━━ Dataset records
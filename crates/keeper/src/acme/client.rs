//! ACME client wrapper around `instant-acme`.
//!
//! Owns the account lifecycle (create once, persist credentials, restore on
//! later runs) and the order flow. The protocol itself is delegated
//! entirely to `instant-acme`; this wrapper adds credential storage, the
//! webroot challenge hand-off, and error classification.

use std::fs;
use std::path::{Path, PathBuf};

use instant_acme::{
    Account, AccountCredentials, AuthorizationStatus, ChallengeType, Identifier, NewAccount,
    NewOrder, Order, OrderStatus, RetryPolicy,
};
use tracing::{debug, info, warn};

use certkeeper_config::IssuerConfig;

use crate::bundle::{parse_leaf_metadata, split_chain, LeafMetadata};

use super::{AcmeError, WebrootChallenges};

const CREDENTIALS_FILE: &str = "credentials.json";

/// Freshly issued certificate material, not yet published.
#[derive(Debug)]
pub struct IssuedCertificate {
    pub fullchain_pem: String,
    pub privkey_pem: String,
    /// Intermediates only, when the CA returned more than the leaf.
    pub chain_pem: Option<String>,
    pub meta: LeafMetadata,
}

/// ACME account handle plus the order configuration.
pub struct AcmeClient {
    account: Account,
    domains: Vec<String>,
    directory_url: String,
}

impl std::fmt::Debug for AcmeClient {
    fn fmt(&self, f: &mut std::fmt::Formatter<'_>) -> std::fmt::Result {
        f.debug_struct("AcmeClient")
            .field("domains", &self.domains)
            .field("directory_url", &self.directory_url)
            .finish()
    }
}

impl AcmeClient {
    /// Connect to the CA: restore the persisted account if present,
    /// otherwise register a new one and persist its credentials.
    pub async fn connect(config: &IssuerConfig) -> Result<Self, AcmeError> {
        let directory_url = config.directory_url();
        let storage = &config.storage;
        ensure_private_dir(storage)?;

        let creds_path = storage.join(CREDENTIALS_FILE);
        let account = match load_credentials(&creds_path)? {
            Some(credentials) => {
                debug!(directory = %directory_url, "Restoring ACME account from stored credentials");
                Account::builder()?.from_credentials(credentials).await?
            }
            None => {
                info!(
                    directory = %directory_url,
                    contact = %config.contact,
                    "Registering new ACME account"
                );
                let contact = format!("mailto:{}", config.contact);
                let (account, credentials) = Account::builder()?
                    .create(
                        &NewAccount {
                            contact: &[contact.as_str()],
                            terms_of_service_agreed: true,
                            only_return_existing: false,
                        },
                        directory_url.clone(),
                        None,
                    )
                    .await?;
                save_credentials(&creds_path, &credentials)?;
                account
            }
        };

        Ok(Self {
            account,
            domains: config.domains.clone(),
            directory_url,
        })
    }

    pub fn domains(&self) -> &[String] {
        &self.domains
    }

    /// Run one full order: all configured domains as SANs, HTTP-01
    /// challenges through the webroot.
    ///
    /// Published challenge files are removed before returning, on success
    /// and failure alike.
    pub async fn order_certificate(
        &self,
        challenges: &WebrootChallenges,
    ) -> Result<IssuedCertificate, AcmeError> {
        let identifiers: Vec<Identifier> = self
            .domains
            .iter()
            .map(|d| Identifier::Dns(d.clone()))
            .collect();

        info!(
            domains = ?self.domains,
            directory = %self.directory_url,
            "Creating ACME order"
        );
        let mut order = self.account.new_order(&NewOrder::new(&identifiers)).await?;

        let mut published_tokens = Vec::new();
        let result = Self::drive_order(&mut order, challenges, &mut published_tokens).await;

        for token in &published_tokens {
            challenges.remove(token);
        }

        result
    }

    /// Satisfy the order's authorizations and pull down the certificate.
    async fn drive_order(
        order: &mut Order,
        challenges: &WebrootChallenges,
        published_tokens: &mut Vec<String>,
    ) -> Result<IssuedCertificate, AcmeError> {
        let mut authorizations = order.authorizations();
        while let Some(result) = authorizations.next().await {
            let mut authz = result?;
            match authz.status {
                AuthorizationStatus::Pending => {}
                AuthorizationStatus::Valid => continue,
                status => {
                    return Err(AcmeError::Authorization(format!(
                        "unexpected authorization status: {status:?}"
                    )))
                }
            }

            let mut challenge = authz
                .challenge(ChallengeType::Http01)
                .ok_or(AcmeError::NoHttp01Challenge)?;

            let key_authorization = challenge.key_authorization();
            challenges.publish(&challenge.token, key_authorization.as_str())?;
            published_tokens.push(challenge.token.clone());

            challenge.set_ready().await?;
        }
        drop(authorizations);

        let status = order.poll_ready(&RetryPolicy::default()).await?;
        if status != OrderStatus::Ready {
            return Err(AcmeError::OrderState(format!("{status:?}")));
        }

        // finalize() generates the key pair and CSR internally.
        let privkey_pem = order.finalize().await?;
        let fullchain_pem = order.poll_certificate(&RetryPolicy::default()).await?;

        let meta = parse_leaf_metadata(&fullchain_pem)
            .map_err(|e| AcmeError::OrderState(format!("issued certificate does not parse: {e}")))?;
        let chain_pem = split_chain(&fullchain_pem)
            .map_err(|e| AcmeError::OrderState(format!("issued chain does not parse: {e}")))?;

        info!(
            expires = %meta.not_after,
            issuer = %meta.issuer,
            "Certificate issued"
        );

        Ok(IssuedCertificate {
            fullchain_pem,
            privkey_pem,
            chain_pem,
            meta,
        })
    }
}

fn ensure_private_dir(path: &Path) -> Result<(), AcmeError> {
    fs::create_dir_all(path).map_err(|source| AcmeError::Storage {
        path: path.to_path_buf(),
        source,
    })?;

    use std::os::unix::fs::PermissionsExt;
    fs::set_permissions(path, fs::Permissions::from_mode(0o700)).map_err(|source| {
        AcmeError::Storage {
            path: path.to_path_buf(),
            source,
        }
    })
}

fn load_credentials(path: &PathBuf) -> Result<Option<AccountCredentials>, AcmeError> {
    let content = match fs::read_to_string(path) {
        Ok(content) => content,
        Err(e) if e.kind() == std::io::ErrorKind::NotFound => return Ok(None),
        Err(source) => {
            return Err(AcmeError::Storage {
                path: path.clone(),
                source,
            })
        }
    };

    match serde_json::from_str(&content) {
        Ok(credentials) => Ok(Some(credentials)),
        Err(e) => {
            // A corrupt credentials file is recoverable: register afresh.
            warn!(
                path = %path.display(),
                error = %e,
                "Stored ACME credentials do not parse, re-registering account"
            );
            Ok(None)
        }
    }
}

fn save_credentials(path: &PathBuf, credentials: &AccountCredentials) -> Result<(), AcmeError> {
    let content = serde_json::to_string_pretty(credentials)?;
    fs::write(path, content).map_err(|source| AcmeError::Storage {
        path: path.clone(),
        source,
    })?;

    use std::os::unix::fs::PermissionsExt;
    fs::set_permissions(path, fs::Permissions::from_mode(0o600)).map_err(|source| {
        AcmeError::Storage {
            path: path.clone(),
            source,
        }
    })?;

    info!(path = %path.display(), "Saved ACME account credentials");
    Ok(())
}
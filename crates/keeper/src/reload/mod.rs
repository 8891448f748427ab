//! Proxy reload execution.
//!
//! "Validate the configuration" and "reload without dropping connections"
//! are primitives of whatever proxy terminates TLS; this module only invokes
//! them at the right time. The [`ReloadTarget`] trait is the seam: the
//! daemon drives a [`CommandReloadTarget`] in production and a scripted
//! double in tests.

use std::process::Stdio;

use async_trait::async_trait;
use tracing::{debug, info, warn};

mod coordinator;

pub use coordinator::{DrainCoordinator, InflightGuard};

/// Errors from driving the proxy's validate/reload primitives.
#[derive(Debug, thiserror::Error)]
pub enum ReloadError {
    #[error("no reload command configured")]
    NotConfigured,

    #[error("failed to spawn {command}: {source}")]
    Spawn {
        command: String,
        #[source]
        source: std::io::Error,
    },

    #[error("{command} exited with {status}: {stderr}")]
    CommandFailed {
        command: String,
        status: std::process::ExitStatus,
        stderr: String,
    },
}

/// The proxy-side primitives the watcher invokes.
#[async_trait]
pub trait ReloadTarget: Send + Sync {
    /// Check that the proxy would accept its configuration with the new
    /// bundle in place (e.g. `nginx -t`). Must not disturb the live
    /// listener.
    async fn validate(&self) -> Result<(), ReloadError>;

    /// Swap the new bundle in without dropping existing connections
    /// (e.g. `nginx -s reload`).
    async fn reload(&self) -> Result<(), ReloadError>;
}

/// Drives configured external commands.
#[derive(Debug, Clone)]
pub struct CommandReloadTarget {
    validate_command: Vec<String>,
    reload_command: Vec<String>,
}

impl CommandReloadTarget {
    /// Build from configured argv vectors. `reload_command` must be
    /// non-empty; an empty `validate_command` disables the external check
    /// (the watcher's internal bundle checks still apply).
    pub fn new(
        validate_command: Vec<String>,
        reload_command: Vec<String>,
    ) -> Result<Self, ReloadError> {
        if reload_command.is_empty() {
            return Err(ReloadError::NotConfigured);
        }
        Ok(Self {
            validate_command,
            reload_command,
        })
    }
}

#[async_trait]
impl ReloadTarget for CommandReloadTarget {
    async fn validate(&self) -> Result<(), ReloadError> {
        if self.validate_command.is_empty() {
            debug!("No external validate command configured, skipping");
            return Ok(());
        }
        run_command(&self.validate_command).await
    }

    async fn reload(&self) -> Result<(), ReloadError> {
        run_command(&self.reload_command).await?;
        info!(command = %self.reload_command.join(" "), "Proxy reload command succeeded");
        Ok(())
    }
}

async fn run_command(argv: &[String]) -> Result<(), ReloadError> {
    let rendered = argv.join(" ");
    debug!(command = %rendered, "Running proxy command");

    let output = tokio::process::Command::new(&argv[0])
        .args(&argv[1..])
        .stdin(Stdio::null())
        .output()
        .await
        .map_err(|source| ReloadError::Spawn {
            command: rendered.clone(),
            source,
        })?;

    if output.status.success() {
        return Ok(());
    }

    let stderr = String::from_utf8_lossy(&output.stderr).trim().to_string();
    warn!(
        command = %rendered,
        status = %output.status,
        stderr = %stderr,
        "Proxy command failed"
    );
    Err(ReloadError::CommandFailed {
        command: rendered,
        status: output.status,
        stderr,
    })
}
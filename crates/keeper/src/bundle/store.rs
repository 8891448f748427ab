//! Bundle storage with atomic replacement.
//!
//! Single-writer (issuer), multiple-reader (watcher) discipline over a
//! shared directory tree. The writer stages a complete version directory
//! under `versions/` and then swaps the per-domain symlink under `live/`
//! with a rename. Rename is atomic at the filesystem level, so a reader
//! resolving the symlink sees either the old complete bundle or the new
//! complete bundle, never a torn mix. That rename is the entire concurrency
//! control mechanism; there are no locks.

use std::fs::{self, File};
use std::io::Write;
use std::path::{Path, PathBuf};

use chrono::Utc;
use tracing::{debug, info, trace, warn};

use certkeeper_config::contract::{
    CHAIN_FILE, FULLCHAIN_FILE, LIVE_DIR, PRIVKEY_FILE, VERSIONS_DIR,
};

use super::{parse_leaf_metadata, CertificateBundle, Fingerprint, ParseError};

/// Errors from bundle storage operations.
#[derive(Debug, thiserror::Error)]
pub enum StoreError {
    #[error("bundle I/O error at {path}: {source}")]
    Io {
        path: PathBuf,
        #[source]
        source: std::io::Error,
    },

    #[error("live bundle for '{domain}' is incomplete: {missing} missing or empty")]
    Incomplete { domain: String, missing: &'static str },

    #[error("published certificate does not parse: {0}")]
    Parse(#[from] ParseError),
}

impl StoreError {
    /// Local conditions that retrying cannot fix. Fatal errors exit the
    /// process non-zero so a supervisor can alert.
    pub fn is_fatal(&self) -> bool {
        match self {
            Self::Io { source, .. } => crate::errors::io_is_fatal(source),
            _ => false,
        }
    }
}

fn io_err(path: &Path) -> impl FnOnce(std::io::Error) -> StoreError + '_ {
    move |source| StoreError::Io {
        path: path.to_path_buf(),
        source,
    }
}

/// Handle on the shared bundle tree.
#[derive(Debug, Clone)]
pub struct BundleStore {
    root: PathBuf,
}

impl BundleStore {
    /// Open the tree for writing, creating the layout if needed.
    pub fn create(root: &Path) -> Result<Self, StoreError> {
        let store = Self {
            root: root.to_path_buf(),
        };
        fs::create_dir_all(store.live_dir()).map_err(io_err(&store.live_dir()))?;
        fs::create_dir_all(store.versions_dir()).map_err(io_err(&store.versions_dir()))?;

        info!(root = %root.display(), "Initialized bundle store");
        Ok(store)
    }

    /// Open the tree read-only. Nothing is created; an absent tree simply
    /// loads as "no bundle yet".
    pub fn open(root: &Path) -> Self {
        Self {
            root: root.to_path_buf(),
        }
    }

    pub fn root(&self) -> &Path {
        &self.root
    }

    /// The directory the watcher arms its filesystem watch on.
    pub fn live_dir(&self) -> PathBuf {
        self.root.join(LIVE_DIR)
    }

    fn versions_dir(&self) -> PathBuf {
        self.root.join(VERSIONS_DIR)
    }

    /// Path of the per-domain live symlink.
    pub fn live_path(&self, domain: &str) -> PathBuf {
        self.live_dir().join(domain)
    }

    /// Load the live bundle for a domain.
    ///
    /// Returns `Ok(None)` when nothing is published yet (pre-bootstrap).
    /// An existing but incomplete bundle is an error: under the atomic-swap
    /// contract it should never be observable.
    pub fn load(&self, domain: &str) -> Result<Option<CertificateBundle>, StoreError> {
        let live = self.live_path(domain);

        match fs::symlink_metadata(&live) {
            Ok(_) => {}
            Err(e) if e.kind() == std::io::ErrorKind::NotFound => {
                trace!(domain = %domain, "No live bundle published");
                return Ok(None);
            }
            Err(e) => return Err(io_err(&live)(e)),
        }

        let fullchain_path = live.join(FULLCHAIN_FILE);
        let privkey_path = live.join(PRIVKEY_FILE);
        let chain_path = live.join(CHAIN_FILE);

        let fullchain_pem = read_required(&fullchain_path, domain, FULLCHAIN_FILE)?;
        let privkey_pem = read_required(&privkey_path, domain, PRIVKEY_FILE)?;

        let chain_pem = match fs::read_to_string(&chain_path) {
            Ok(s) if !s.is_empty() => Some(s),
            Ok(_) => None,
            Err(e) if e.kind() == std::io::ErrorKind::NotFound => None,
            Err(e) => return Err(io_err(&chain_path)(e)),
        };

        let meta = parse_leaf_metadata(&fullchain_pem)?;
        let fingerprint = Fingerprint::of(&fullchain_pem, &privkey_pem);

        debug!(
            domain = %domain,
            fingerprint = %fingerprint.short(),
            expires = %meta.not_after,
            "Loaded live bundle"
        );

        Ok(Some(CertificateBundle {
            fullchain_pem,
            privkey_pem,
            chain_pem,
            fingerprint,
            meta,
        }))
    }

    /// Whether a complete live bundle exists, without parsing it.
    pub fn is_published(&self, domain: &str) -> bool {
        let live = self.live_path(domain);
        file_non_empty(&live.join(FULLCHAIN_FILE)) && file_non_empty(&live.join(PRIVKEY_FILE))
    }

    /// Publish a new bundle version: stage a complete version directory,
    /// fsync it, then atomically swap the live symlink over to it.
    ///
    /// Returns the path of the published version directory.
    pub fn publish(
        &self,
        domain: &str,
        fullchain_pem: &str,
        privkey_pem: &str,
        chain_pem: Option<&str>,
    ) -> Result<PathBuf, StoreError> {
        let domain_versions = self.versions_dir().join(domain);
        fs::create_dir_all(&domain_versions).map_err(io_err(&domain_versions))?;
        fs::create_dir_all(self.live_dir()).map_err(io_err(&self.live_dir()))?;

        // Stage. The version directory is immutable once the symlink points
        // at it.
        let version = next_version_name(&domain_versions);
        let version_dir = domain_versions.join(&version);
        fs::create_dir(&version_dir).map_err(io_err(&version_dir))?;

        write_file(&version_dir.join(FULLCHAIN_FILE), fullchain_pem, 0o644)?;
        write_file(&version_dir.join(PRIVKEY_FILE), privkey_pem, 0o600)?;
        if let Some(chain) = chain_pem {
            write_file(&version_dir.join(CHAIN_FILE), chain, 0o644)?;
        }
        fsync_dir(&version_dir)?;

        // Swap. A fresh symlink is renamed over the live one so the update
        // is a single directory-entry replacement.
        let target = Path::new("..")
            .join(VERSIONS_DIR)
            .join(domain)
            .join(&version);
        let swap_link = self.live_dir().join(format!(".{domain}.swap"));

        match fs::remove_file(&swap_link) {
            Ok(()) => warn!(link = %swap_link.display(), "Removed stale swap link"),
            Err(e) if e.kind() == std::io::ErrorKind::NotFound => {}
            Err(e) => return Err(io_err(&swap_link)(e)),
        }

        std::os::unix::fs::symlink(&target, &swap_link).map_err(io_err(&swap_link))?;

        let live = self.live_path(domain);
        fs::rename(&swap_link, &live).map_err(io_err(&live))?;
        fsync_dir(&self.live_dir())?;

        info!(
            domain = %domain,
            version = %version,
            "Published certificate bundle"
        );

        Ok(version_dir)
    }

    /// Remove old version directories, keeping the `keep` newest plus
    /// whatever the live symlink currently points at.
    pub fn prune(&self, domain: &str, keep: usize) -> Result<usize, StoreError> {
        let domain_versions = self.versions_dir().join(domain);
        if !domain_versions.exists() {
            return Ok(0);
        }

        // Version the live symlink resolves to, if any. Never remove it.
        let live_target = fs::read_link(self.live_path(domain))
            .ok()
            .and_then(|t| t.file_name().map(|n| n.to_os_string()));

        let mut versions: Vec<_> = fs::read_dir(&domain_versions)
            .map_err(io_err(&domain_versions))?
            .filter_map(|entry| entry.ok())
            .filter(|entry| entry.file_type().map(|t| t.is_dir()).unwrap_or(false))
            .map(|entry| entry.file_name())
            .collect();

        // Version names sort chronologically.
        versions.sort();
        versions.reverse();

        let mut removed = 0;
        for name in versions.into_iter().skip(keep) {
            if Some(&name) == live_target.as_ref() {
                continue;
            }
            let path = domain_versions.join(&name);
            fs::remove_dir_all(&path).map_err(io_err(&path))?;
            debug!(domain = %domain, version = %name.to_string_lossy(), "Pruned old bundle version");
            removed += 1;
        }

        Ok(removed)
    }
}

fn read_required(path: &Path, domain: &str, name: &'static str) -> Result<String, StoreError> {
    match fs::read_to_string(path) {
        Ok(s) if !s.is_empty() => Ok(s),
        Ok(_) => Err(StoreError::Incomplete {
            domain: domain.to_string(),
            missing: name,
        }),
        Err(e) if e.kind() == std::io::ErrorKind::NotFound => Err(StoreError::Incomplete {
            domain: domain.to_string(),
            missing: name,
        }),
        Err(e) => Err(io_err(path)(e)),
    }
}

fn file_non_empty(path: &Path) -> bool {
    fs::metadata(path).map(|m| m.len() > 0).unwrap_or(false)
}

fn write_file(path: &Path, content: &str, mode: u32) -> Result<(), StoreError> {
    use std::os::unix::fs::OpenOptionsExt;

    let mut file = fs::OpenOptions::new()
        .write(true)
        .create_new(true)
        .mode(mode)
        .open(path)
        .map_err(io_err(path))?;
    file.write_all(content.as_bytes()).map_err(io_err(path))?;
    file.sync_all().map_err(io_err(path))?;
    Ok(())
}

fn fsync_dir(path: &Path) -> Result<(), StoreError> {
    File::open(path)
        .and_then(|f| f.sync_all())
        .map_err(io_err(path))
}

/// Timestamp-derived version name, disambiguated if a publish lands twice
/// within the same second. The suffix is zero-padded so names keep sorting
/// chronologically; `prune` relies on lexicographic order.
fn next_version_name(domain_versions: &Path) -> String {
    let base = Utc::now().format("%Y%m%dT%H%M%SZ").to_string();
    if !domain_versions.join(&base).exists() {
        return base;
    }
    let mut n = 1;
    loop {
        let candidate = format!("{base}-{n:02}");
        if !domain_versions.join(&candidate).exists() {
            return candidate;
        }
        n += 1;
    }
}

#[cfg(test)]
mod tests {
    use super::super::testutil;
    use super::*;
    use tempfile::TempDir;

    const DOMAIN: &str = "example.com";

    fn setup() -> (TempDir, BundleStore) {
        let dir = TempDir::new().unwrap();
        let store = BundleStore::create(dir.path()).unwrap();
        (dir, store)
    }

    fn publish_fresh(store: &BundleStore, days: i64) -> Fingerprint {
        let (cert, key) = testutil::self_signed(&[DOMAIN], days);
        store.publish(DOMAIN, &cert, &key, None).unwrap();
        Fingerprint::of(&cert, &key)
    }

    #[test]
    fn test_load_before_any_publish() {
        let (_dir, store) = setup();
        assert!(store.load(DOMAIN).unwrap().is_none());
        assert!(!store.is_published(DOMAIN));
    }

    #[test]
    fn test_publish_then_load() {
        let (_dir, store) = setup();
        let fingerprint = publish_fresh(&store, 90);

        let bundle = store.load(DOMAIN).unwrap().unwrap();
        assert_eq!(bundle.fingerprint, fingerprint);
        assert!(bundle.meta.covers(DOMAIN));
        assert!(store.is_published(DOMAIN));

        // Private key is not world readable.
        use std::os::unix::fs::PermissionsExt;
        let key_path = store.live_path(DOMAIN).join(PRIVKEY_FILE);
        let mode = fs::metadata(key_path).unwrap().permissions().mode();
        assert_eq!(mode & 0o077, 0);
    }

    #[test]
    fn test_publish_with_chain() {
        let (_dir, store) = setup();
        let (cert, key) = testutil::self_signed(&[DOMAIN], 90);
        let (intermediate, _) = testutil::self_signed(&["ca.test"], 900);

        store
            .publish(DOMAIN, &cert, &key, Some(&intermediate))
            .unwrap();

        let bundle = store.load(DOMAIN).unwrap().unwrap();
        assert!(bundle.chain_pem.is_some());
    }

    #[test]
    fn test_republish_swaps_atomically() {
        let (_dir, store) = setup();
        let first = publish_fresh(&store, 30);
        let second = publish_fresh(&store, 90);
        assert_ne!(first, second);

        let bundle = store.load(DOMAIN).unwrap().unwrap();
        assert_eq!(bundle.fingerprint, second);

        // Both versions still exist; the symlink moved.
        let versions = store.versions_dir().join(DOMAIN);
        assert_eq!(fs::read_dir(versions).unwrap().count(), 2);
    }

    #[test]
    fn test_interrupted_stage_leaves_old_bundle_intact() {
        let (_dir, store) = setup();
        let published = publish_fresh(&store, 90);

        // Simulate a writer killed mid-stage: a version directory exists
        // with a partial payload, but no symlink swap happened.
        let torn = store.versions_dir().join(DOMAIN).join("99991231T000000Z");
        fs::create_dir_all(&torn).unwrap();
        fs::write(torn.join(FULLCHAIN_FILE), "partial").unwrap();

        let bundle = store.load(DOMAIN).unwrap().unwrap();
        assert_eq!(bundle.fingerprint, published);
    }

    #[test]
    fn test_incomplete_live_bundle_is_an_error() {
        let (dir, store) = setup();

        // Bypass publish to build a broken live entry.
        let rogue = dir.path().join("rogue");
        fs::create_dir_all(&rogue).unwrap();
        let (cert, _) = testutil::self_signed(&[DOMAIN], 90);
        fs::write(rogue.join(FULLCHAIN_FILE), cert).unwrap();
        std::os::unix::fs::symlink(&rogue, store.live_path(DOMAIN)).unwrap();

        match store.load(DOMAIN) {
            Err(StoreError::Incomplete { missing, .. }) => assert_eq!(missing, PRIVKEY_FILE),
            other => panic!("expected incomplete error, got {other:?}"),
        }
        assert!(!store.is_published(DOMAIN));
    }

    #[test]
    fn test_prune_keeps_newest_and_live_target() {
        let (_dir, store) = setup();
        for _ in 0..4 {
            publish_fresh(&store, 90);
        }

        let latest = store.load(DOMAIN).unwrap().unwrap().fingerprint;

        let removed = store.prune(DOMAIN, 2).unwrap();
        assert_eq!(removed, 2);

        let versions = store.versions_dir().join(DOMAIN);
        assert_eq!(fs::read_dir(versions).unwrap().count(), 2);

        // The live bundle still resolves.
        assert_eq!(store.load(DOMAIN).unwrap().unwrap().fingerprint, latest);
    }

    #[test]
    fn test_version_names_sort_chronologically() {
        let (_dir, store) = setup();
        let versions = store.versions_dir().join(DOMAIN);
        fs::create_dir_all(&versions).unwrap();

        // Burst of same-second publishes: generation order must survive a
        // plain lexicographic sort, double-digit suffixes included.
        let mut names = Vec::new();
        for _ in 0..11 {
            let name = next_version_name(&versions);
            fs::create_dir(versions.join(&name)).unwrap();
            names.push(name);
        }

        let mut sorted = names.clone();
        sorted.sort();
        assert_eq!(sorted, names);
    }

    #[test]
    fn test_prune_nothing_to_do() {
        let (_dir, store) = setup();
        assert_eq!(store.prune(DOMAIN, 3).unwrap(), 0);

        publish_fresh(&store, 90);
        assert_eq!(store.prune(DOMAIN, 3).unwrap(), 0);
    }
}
━━━━
• Exercise brief:
Line count for "CertificateBundle": report how many lines in the data above include it, with no other words.

• Response to this exercise:
3